J. David Haddox, DDS, MD
J. David Haddox, DDS, MD

(MYRTLE BEACH SC) - I have written over the years on someone I refer to as "the gatekeeper" of the prescription drug epidemic we are fighting in all 50 states and Canada. His name is J. David Haddox, DDS, MD, Vice President, Health Policy of Purdue Pharma, maker of OxyContin. OxyContin is synonymous with the words "death" "addiction" "overdose" and "abuse." Haddox was instrumental in pushing OxyContin to the medical profession as less likely to be addictive or abused by coining a word "pseudo-addiction." There was little if any scientific studies on the word pseudo-addiction, but Haddox ran with it and convinced the medical profession that if patients exhibited signs of addiction, it was in fact "pseudo-addiction.".

The definition of Haddox's word "pseudo-addiction" is A drug-seeking behavior that simulates true addiction, which occurs in patients with pain who are receiving inadequate pain medication. So Haddox's message to the medical profession was "more" is appropriate when treating patients with dangerous narcotics -- and the medical profession bought it. In the meantime, Haddox's employer, Purdue Pharma made billions of dollars in the sale of their drug OxyContin.

I maintain this one word "pseudo-addiction" was the nucleus in the prescription drug epidemic we are fighting - made a pharmaceutical company who lied about the dangers of their drug, OxyContin wealthier beyond their expectations and launched J. David Haddox, dentist turned physician as the messenger in misleading a very gullible medical profession into the true dangers of addiction.

Links to some of my writings about the illustrious Dr.
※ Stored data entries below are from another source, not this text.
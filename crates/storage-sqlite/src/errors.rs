//! Storage-specific error types for SQLite operations.
//!
//! This module provides error types that wrap Diesel-specific errors and convert
//! them to the storage-agnostic error types defined in `goaltrack_core`.

use diesel::result::Error as DieselError;
use goaltrack_core::errors::{DatabaseError, Error};
use thiserror::Error;

/// Storage-specific errors that wrap Diesel and r2d2 types.
///
/// These errors are internal to the storage layer and are converted to
/// `goaltrack_core::Error` before being returned to callers.
#[derive(Error, Debug)]
pub enum StorageError {
    #[error("Database connection failed: {0}")]
    ConnectionFailed(#[from] diesel::ConnectionError),

    #[error("Connection pool error: {0}")]
    PoolError(#[from] r2d2::Error),

    #[error("Query execution failed: {0}")]
    QueryFailed(#[from] DieselError),

    #[error("Migration failed: {0}")]
    MigrationFailed(String),

    #[error("Writer unavailable: {0}")]
    WriterUnavailable(String),
}

impl From<StorageError> for Error {
    fn from(err: StorageError) -> Self {
        match err {
            StorageError::ConnectionFailed(e) => {
                Error::Database(DatabaseError::ConnectionFailed(e.to_string()))
            }
            StorageError::PoolError(e) => {
                Error::Database(DatabaseError::PoolCreationFailed(e.to_string()))
            }
            StorageError::QueryFailed(DieselError::NotFound) => {
                Error::Database(DatabaseError::NotFound("Record not found".to_string()))
            }
            StorageError::QueryFailed(DieselError::RollbackTransaction) => {
                Error::Database(DatabaseError::TransactionFailed(
                    "transaction rolled back".to_string(),
                ))
            }
            StorageError::QueryFailed(e) => {
                Error::Database(DatabaseError::QueryFailed(e.to_string()))
            }
            StorageError::MigrationFailed(e) => Error::Database(DatabaseError::MigrationFailed(e)),
            StorageError::WriterUnavailable(e) => Error::Database(DatabaseError::Internal(e)),
        }
    }
}

/// Extension trait for easily converting Diesel Results to core Results.
///
/// Since we can't implement `From<DieselError> for Error` due to orphan rules,
/// this provides a `.into_core()` method that goes through `StorageError`.
pub trait IntoCore<T> {
    fn into_core(self) -> goaltrack_core::Result<T>;
}

impl<T> IntoCore<T> for std::result::Result<T, DieselError> {
    fn into_core(self) -> goaltrack_core::Result<T> {
        self.map_err(|e| StorageError::from(e).into())
    }
}

impl<T> IntoCore<T> for std::result::Result<T, r2d2::Error> {
    fn into_core(self) -> goaltrack_core::Result<T> {
        self.map_err(|e| StorageError::from(e).into())
    }
}

impl<T> IntoCore<T> for std::result::Result<T, diesel::ConnectionError> {
    fn into_core(self) -> goaltrack_core::Result<T> {
        self.map_err(|e| StorageError::from(e).into())
    }
}

#[cfg(test)]
mod tests {
    use super::*;

    #[test]
    fn test_not_found_maps_to_database_not_found() {
        let err: Error = StorageError::QueryFailed(DieselError::NotFound).into();
        assert!(matches!(err, Error::Database(DatabaseError::NotFound(_))));
    }

    #[test]
    fn test_into_core_wraps_query_errors() {
        let result: std::result::Result<(), DieselError> = Err(DieselError::AlreadyInTransaction);
        assert!(matches!(
            result.into_core(),
            Err(Error::Database(DatabaseError::QueryFailed(_)))
        ));
    }
}
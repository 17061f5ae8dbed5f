//! Notification sink trait and implementations.

use std::sync::{Arc, Mutex};

use super::Notification;

/// Trait for surfacing operation outcomes to the user.
///
/// # Design Rules
///
/// - Both methods are fire-and-forget: nothing is returned to the store
/// - Implementations must be fast and non-blocking
/// - A failing sink must not affect the operation that triggered it
pub trait NotificationSink: Send + Sync {
    fn notify_success(&self, message: &str);

    fn notify_failure(&self, message: &str);

    /// Dispatches a prepared notification to the matching method.
    fn notify(&self, notification: &Notification) {
        match notification {
            Notification::Success(message) => self.notify_success(message),
            Notification::Failure(message) => self.notify_failure(message),
        }
    }
}

/// No-op implementation for contexts that don't surface messages.
#[derive(Clone, Default)]
pub struct NoOpNotificationSink;

impl NotificationSink for NoOpNotificationSink {
    fn notify_success(&self, _message: &str) {}

    fn notify_failure(&self, _message: &str) {}
}

/// Sink that forwards notifications to the `log` facade.
#[derive(Clone, Default)]
pub struct LogNotificationSink;

impl NotificationSink for LogNotificationSink {
    fn notify_success(&self, message: &str) {
        log::info!("{}", message);
    }

    fn notify_failure(&self, message: &str) {
        log::warn!("{}", message);
    }
}

/// Mock sink for testing - collects notifications in arrival order.
#[derive(Clone, Default)]
pub struct MockNotificationSink {
    notifications: Arc<Mutex<Vec<Notification>>>,
}

impl MockNotificationSink {
    pub fn new() -> Self {
        Self::default()
    }

    fn record(&self, notification: Notification) {
        if let Ok(mut notifications) = self.notifications.lock() {
            notifications.push(notification);
        }
    }

    /// Returns all collected notifications.
    pub fn notifications(&self) -> Vec<Notification> {
        self.notifications
            .lock()
            .map(|n| n.clone())
            .unwrap_or_default()
    }

    /// Returns the messages of collected notifications.
    pub fn messages(&self) -> Vec<String> {
        self.notifications()
            .iter()
            .map(|n| n.message().to_string())
            .collect()
    }

    /// Returns the most recent notification, if any.
    pub fn last(&self) -> Option<Notification> {
        self.notifications().pop()
    }

    /// Clears collected notifications.
    pub fn clear(&self) {
        if let Ok(mut notifications) = self.notifications.lock() {
            notifications.clear();
        }
    }

    pub fn len(&self) -> usize {
        self.notifications().len()
    }

    pub fn is_empty(&self) -> bool {
        self.len() == 0
    }
}

impl NotificationSink for MockNotificationSink {
    fn notify_success(&self, message: &str) {
        self.record(Notification::success(message));
    }

    fn notify_failure(&self, message: &str) {
        self.record(Notification::failure(message));
    }
}
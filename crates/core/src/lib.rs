//! Goaltrack Core - the validated financial goal store.
//!
//! This crate contains the goal domain: models, validation rules, the
//! `GoalService` store, and the ports it talks to. It is storage-agnostic and
//! defines traits that are implemented by the `storage-sqlite` crate.

pub mod constants;
pub mod errors;
pub mod goals;
pub mod notifications;
pub mod utils;

// Re-export error types
pub use errors::Error;
pub use errors::Result;
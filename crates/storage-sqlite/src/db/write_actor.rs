//! Single-writer actor for the SQLite database.
//!
//! SQLite allows one writer at a time, so every write goes through one task
//! that owns a dedicated connection and runs jobs serially, each inside an
//! immediate transaction.

use diesel::SqliteConnection;
use log::{debug, warn};
use tokio::sync::{mpsc, oneshot};

use super::DbPool;
use crate::errors::{IntoCore, StorageError};
use goaltrack_core::errors::{Error, Result};

/// Capacity of the job queue in front of the writer.
const WRITE_QUEUE_CAPACITY: usize = 256;

// A job carries its own reply channel, so the actor never sees the result type.
type WriteJob = Box<dyn FnOnce(&mut SqliteConnection) + Send + 'static>;

/// Error type used inside a write transaction.
///
/// Keeps core errors raised by a job intact instead of flattening them into
/// Diesel errors, while still letting Diesel roll the transaction back.
enum TransactionError {
    Diesel(diesel::result::Error),
    Core(Error),
}

impl From<diesel::result::Error> for TransactionError {
    fn from(err: diesel::result::Error) -> Self {
        TransactionError::Diesel(err)
    }
}

impl From<TransactionError> for Error {
    fn from(err: TransactionError) -> Self {
        match err {
            TransactionError::Diesel(e) => StorageError::from(e).into(),
            TransactionError::Core(e) => e,
        }
    }
}

/// Handle for sending jobs to the writer actor.
#[derive(Clone)]
pub struct WriteHandle {
    tx: mpsc::Sender<WriteJob>,
}

impl WriteHandle {
    /// Runs `job` on the writer's connection inside an immediate transaction.
    ///
    /// The transaction is rolled back when the job returns an error.
    pub async fn exec<F, T>(&self, job: F) -> Result<T>
    where
        F: FnOnce(&mut SqliteConnection) -> Result<T> + Send + 'static,
        T: Send + 'static,
    {
        let (reply_tx, reply_rx) = oneshot::channel::<Result<T>>();

        let wrapped: WriteJob = Box::new(move |conn: &mut SqliteConnection| {
            let result = conn
                .immediate_transaction::<T, TransactionError, _>(|tx_conn| {
                    job(tx_conn).map_err(TransactionError::Core)
                })
                .map_err(Error::from);
            // The caller may have gone away; the write itself is already settled.
            let _ = reply_tx.send(result);
        });

        self.tx
            .send(wrapped)
            .await
            .map_err(|_| writer_unavailable("write queue is closed"))?;

        reply_rx
            .await
            .map_err(|_| writer_unavailable("writer dropped the reply"))?
    }
}

/// Spawns the background task that owns the single write connection.
///
/// The connection is taken from `pool` before spawning so that pool errors
/// surface here rather than inside the task.
pub fn spawn_writer(pool: DbPool) -> Result<WriteHandle> {
    let mut conn = pool.get().into_core()?;
    let (tx, mut rx) = mpsc::channel::<WriteJob>(WRITE_QUEUE_CAPACITY);

    tokio::spawn(async move {
        debug!("Writer actor started");
        while let Some(job) = rx.recv().await {
            job(&mut *conn);
        }
        // Every WriteHandle was dropped.
        debug!("Writer actor stopped");
    });

    Ok(WriteHandle { tx })
}

fn writer_unavailable(reason: &str) -> Error {
    warn!("Write rejected: {}", reason);
    StorageError::WriterUnavailable(reason.to_string()).into()
}
//! Goals domain models.

use chrono::NaiveDate;
use rust_decimal::{Decimal, RoundingStrategy};
use rust_decimal_macros::dec;
use serde::{Deserialize, Serialize};

use crate::constants::DISPLAY_DECIMAL_PRECISION;
use crate::errors::ValidationError;
use crate::utils::time_utils::{days_between, whole_months_between};

/// What a goal is saving for.
#[derive(Debug, Clone, Copy, PartialEq, Eq, Hash, Serialize, Deserialize, Default)]
#[serde(rename_all = "lowercase")]
pub enum GoalCategory {
    Emergency,
    Vacation,
    House,
    Car,
    Education,
    Retirement,
    Investment,
    #[default]
    Other,
}

#[derive(Debug, Clone, Copy, PartialEq, Eq, Hash, Serialize, Deserialize, Default)]
#[serde(rename_all = "lowercase")]
pub enum GoalPriority {
    High,
    #[default]
    Medium,
    Low,
}

/// Domain model representing a savings goal
#[derive(Debug, Clone, Serialize, Deserialize, PartialEq)]
#[serde(rename_all = "camelCase")]
pub struct Goal {
    pub id: String,
    pub title: String,
    pub description: String,
    pub target_amount: Decimal,
    pub current_amount: Decimal,
    pub target_date: NaiveDate,
    pub category: GoalCategory,
    pub priority: GoalPriority,
    pub is_active: bool,
    pub created_at: NaiveDate,
}

impl Goal {
    /// A goal is completed once the saved amount reaches the target.
    pub fn is_completed(&self) -> bool {
        self.current_amount >= self.target_amount
    }

    /// Saved amount as a percentage of the target. Not capped at 100.
    ///
    /// Returns zero when the target is zero and saturates at `Decimal::MAX`.
    pub fn progress_percentage(&self) -> Decimal {
        percentage_of(self.current_amount, self.target_amount)
    }

    /// Amount still missing to reach the target, never negative.
    pub fn remaining_amount(&self) -> Decimal {
        (self.target_amount - self.current_amount).max(Decimal::ZERO)
    }

    /// Days left until the target date; negative once the date has passed.
    pub fn days_remaining(&self, today: NaiveDate) -> i64 {
        days_between(today, self.target_date)
    }

    /// Monthly saving required to hit the target on time.
    ///
    /// The remaining amount is spread over the whole months left, counting at
    /// least one month, and rounded to display precision.
    pub fn monthly_contribution_needed(&self, today: NaiveDate) -> Decimal {
        let months = whole_months_between(today, self.target_date).max(1);
        (self.remaining_amount() / Decimal::from(months)).round_dp_with_strategy(
            DISPLAY_DECIMAL_PRECISION,
            RoundingStrategy::MidpointAwayFromZero,
        )
    }

    pub(crate) fn normalized_title(&self) -> String {
        normalize_title(&self.title)
    }
}

/// Input model for creating a new goal
#[derive(Serialize, Deserialize, Debug, Clone)]
#[serde(rename_all = "camelCase")]
pub struct NewGoal {
    #[serde(default)]
    pub title: String,
    #[serde(default)]
    pub description: String,
    pub target_amount: Option<Decimal>,
    #[serde(default)]
    pub current_amount: Decimal,
    pub target_date: Option<NaiveDate>,
    #[serde(default)]
    pub category: GoalCategory,
    #[serde(default)]
    pub priority: GoalPriority,
    #[serde(default = "default_is_active")]
    pub is_active: bool,
}

fn default_is_active() -> bool {
    true
}

impl NewGoal {
    /// Checks the field-level rules in their fixed order.
    ///
    /// Title uniqueness needs the current collection and is checked by the
    /// store after these rules pass.
    pub fn validate(&self, today: NaiveDate) -> Result<(), ValidationError> {
        if is_blank(&self.title) {
            return Err(ValidationError::MissingTitle);
        }
        if is_blank(&self.description) {
            return Err(ValidationError::MissingDescription);
        }
        match self.target_amount {
            Some(amount) if amount > Decimal::ZERO => {}
            _ => return Err(ValidationError::NonPositiveTargetAmount),
        }
        if self.current_amount < Decimal::ZERO {
            return Err(ValidationError::NegativeCurrentAmount);
        }
        match self.target_date {
            None => Err(ValidationError::MissingTargetDate),
            Some(date) if date <= today => Err(ValidationError::TargetDateNotInFuture),
            Some(_) => Ok(()),
        }
    }

    /// Builds the stored goal from a validated draft.
    pub(crate) fn into_goal(
        self,
        id: String,
        created_at: NaiveDate,
    ) -> Result<Goal, ValidationError> {
        Ok(Goal {
            id,
            title: self.title.trim().to_string(),
            description: self.description.trim().to_string(),
            target_amount: self
                .target_amount
                .ok_or(ValidationError::NonPositiveTargetAmount)?,
            current_amount: clamp_amount(self.current_amount),
            target_date: self.target_date.ok_or(ValidationError::MissingTargetDate)?,
            category: self.category,
            priority: self.priority,
            is_active: self.is_active,
            created_at,
        })
    }
}

/// Partial update for an existing goal. Absent fields are left untouched.
#[derive(Serialize, Deserialize, Debug, Clone, Default)]
#[serde(rename_all = "camelCase")]
pub struct GoalUpdate {
    pub title: Option<String>,
    pub description: Option<String>,
    pub target_amount: Option<Decimal>,
    pub current_amount: Option<Decimal>,
    pub target_date: Option<NaiveDate>,
    pub category: Option<GoalCategory>,
    pub priority: Option<GoalPriority>,
    pub is_active: Option<bool>,
}

impl GoalUpdate {
    /// Checks the supplied fields against the same rules as creation.
    pub fn validate(&self, today: NaiveDate) -> Result<(), ValidationError> {
        if self.title.as_deref().is_some_and(is_blank) {
            return Err(ValidationError::MissingTitle);
        }
        if self.description.as_deref().is_some_and(is_blank) {
            return Err(ValidationError::MissingDescription);
        }
        if self.target_amount.is_some_and(|a| a <= Decimal::ZERO) {
            return Err(ValidationError::NonPositiveTargetAmount);
        }
        if self.current_amount.is_some_and(|a| a < Decimal::ZERO) {
            return Err(ValidationError::NegativeCurrentAmount);
        }
        if self.target_date.is_some_and(|d| d <= today) {
            return Err(ValidationError::TargetDateNotInFuture);
        }
        Ok(())
    }

    /// Merges the supplied fields into `goal`, trimming strings and clamping amounts.
    pub(crate) fn apply_to(self, goal: &mut Goal) {
        if let Some(title) = self.title {
            goal.title = title.trim().to_string();
        }
        if let Some(description) = self.description {
            goal.description = description.trim().to_string();
        }
        if let Some(target_amount) = self.target_amount {
            goal.target_amount = target_amount;
        }
        if let Some(current_amount) = self.current_amount {
            goal.current_amount = clamp_amount(current_amount);
        }
        if let Some(target_date) = self.target_date {
            goal.target_date = target_date;
        }
        if let Some(category) = self.category {
            goal.category = category;
        }
        if let Some(priority) = self.priority {
            goal.priority = priority;
        }
        if let Some(is_active) = self.is_active {
            goal.is_active = is_active;
        }
    }
}

/// Aggregates over the goal collection.
///
/// Amount totals and the completed count only consider active goals.
/// Totals saturate at `Decimal::MAX` instead of overflowing.
#[derive(Debug, Clone, Serialize, Deserialize, PartialEq)]
#[serde(rename_all = "camelCase")]
pub struct GoalsSummary {
    pub total_goals: usize,
    pub active_goals: usize,
    pub completed_goals: usize,
    pub total_target_amount: Decimal,
    pub total_current_amount: Decimal,
    pub overall_progress: Decimal,
}

impl GoalsSummary {
    pub fn from_goals(goals: &[Goal]) -> Self {
        let active: Vec<&Goal> = goals.iter().filter(|g| g.is_active).collect();
        let total_target_amount = active
            .iter()
            .fold(Decimal::ZERO, |acc, g| acc.saturating_add(g.target_amount));
        let total_current_amount = active
            .iter()
            .fold(Decimal::ZERO, |acc, g| acc.saturating_add(g.current_amount));
        let overall_progress = percentage_of(total_current_amount, total_target_amount)
            .round_dp_with_strategy(
                DISPLAY_DECIMAL_PRECISION,
                RoundingStrategy::MidpointAwayFromZero,
            );

        Self {
            total_goals: goals.len(),
            active_goals: active.len(),
            completed_goals: active.iter().filter(|g| g.is_completed()).count(),
            total_target_amount,
            total_current_amount,
            overall_progress,
        }
    }
}

/// Case-insensitive, whitespace-trimmed form used for title uniqueness.
pub fn normalize_title(title: &str) -> String {
    title.trim().to_lowercase()
}

/// `part` as a percentage of `whole`, zero for a zero `whole`.
fn percentage_of(part: Decimal, whole: Decimal) -> Decimal {
    if whole.is_zero() {
        return Decimal::ZERO;
    }
    part.checked_div(whole)
        .map(|ratio| ratio.saturating_mul(dec!(100)))
        .unwrap_or(Decimal::MAX)
}

/// Amounts at rest are never negative.
pub fn clamp_amount(amount: Decimal) -> Decimal {
    amount.max(Decimal::ZERO)
}

fn is_blank(value: &str) -> bool {
    value.trim().is_empty()
}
Haddox are provided here -- http://www.salem-news.com/articles/october302009/purdue_.php, http://americannewsreport.com/we-dont-want-physicians-to-be-cops-we-want-them-to-be-honest-8814376  http://www.salem-news.com/articles/june212011/oxycontin-abuse-ms.php

This month, Haddox presented the keynote address at the American Medical Association - National Task Force on CME (continuing medical education). Haddox began his address by saying "I am human --therefore I am biased." He went on to discuss his current position at Purdue Pharma working his way up the corporate ladder over the last decade plus. He also mentioned that he had been past president of pain foundations which coincidentally are financially fed by Purdue Pharma.

Whether it was sheer arrogance at his ability to be such a force in prescription drugs being over-prescribed resulting in this epidemic, or his cavalier attitude, Haddox delivered this line "Conflicts are so pervasive—they can't be avoided," Interesting statement coming from "the gatekeeper."

He talked about a medical society that asked him to speak about an FDA initiative to address the prescription drug epidemic called Risk Evaluation & Mitigation Strategy (REMS). The medical society subsequently withdrew their invitation for Haddox to speak about REMS. Seems they had a problem with allowing a pharmaceutical spokesperson to be an "expert" on REMS.

But Haddox didn't agree with the medical society and countered with "Who better to talk about it?" I counter with why should the person responsible for misleading the medical profession about the dangers of addictive painkillers be the spokesperson for an FDA generated directive? Now that's a conflict of interest which falls right on the shoulders of the FDA.

Haddox further stated "Who knows the product safety profiles best? I know my products better than the FDA does. Perhaps industry should be the ones to review REMS CME content." Further he thought it was a "radical idea."

And I counter with -- we are allowing the fox to guard the hen house with this guy aligning himself as spokesperson for the FDA after misleading the medical profession about the dangers of opioids with one word -- "pseudo-addiction."

Haddox delivered this statement in his keynote speech “If they see something in two patients, they call it a series. When they see it in three patients, they say, ‘I see it in patient after patient after patient.’”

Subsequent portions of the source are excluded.